Scan the records below for the word "groupfolders" and give only the number of lines that hold it.
###
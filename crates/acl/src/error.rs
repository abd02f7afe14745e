//! Error types for ACL rule storage.

use permissions::{FolderId, Mapping};
use thiserror::Error;

/// Errors raised by a [`RuleStore`](crate::RuleStore).
#[derive(Debug, Clone, PartialEq, Eq, Error)]
pub enum AclError {
    /// An upsert constrained no bit and there was no existing row to remove.
    #[error("ACL rule for {mapping} at '/{path}' in folder {folder} constrains no permission bits")]
    EmptyMask {
        /// Folder the rule targeted.
        folder: FolderId,
        /// Normalized path of the rule.
        path: String,
        /// Mapping of the rule.
        mapping: Mapping,
    },

    /// The backing store could not complete the operation.
    #[error("ACL rule store unavailable: {0}")]
    Backend(String),
}

/// Result type for ACL store operations.
pub type AclResult<T> = Result<T, AclError>;
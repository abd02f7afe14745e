//! crates/logging/src/tracing_macros.rs
//! Convenience macros for engine tracing.
//!
//! Each macro wraps a standard tracing macro with the target of one
//! [`Subsystem`](crate::Subsystem). Callers need `tracing` as a dependency.

/// Emit an ACL trace.
///
/// # Example
/// ```ignore
/// trace_acl!(folder = %id, path = %path, "rule_upserted");
/// ```
#[macro_export]
macro_rules! trace_acl {
    ($($arg:tt)*) => {
        ::tracing::debug!(target: "groupfolders::acl", $($arg)*);
    };
}

/// Emit a mount resolution trace.
///
/// # Example
/// ```ignore
/// trace_mount!(user = %user, mounts = count, "mounts_resolved");
/// ```
#[macro_export]
macro_rules! trace_mount {
    ($($arg:tt)*) => {
        ::tracing::debug!(target: "groupfolders::mount", $($arg)*);
    };
}

/// Emit a registry mutation trace.
///
/// # Example
/// ```ignore
/// trace_registry!(folder = %id, "folder_created");
/// ```
#[macro_export]
macro_rules! trace_registry {
    ($($arg:tt)*) => {
        ::tracing::info!(target: "groupfolders::registry", $($arg)*);
    };
}

/// Emit a group sweep trace.
///
/// # Example
/// ```ignore
/// trace_sweep!(group = %group, "group_swept");
/// ```
#[macro_export]
macro_rules! trace_sweep {
    ($($arg:tt)*) => {
        ::tracing::info!(target: "groupfolders::sweep", $($arg)*);
    };
}

/// Emit a configuration trace.
///
/// # Example
/// ```ignore
/// trace_config!(path = %path.display(), folders = count, "config_loaded");
/// ```
#[macro_export]
macro_rules! trace_config {
    ($($arg:tt)*) => {
        ::tracing::info!(target: "groupfolders::config", $($arg)*);
    };
}

/// Emit an authorization trace.
///
/// # Example
/// ```ignore
/// trace_guard!(user = %user, operation = %op, "operation_denied");
/// ```
#[macro_export]
macro_rules! trace_guard {
    ($($arg:tt)*) => {
        ::tracing::debug!(target: "groupfolders::guard", $($arg)*);
    };
}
###
### [Result]
6